• **What you have to do**
Find every line below that contains the word "dash" and copy it out.

• **Dataset**
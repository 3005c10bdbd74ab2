use chrono::{DateTime, Utc};
use indexmap::IndexMap;
use serde::{Deserialize, Serialize};

use super::check::CheckResult;
use super::input::{ObjectKind, SourceEncoding};

/// Placeholder for values that could not be computed or do not apply.
pub const SENTINEL: &str = "-";

/// Distinguished-name attributes in RDN order.
///
/// Keys are attribute short names (`commonName`, `organizationName`, ...)
/// or the dotted OID for unregistered attributes. The first occurrence of
/// a repeated attribute wins; the full sequence is kept in the formatted
/// DN string.
pub type NameMap = IndexMap<String, String>;

/// Public key algorithm and size, display-ready.
#[derive(Debug, Clone, PartialEq, Eq, Serialize, Deserialize)]
pub struct PublicKeySummary {
    /// `RSA`, `DSA`, `EC (<curve>)` or the key type's tag name
    pub algorithm: String,
    /// Bit size as a decimal string, or `-`
    pub size_or_curve: String,
}

impl PublicKeySummary {
    /// One-line description, e.g. `RSA 2048 bits` or `EC (secp256r1) 256 bits`.
    #[must_use]
    pub fn describe(&self) -> String {
        if self.size_or_curve == SENTINEL {
            self.algorithm.clone()
        } else {
            format!("{} {} bits", self.algorithm, self.size_or_curve)
        }
    }
}

/// Certificate validity window, always UTC.
#[derive(Debug, Clone, Copy, PartialEq, Eq, Serialize, Deserialize)]
pub struct Validity {
    pub not_before: DateTime<Utc>,
    pub not_after: DateTime<Utc>,
}

/// One X.509v3 extension, reduced to strings.
#[derive(Debug, Clone, PartialEq, Eq, Serialize, Deserialize)]
pub struct ExtensionSummary {
    /// Dotted OID
    pub oid: String,
    /// Registered short name, or the OID again
    pub name: String,
    pub critical: bool,
    /// Best-effort rendering of the value (hex for unknown extensions)
    pub value: String,
}

/// Complete result of one decode. Immutable, owns all of its data.
///
/// `issuer`, `issuer_dn`, `serial_number_hex`, `thumbprint_sha1_hex` and
/// `validity` are `Some` exactly when `kind` is [`ObjectKind::Certificate`].
#[derive(Debug, Clone, PartialEq, Eq, Serialize, Deserialize)]
pub struct DecodedObject {
    /// Filename from the [`RawInput`](crate::RawInput), if one was given
    #[serde(default, skip_serializing_if = "Option::is_none")]
    pub source: Option<String>,
    pub kind: ObjectKind,
    pub encoding: SourceEncoding,
    pub subject: NameMap,
    /// Subject rendered as `attr=value, attr=value`
    pub subject_dn: String,
    pub issuer: Option<NameMap>,
    pub issuer_dn: Option<String>,
    pub public_key_summary: PublicKeySummary,
    /// `<algorithm> (<hash>)`, one side alone, or `-`
    pub signature_summary: String,
    pub serial_number_hex: Option<String>,
    /// Upper-case SHA-1 of the certificate DER, `-` if it could not be computed
    pub thumbprint_sha1_hex: Option<String>,
    pub validity: Option<Validity>,
    #[serde(default)]
    pub extensions: Vec<ExtensionSummary>,
    pub checks: Vec<CheckResult>,
}

impl DecodedObject {
    /// Returns true if this is a certificate
    #[must_use]
    pub const fn is_certificate(&self) -> bool {
        self.kind.is_certificate()
    }

    /// Flat "properties" view used by tabular exporters.
    ///
    /// Keys are fixed and always present; certificate-only values are `-`
    /// for a CSR.
    #[must_use]
    pub fn properties(&self) -> IndexMap<&'static str, String> {
        let dash = || SENTINEL.to_string();
        let mut props = IndexMap::new();

        props.insert("Subject", self.subject_dn.clone());
        props.insert("Issuer", self.issuer_dn.clone().unwrap_or_else(dash));
        props.insert(
            "Valid From",
            self.validity
                .map_or_else(dash, |v| v.not_before.to_rfc3339()),
        );
        props.insert(
            "Valid To",
            self.validity.map_or_else(dash, |v| v.not_after.to_rfc3339()),
        );
        props.insert("Key Size", self.public_key_summary.size_or_curve.clone());
        props.insert("Key Algorithm", self.public_key_summary.algorithm.clone());
        props.insert("Sig. Algorithm", self.signature_summary.clone());
        props.insert(
            "Serial Number",
            self.serial_number_hex.clone().unwrap_or_else(dash),
        );
        props.insert(
            "Thumbprint",
            self.thumbprint_sha1_hex.clone().unwrap_or_else(dash),
        );

        props
    }
}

• **Response to this task**
        let dash = || SENTINEL.to_string();
        props.insert("Issuer", self.issuer_dn.clone().unwrap_or_else(dash));
                .map_or_else(dash, |v| v.not_before.to_rfc3339()),
            self.validity.map_or_else(dash, |v| v.not_after.to_rfc3339()),
            self.serial_number_hex.clone().unwrap_or_else(dash),
            self.thumbprint_sha1_hex.clone().unwrap_or_else(dash),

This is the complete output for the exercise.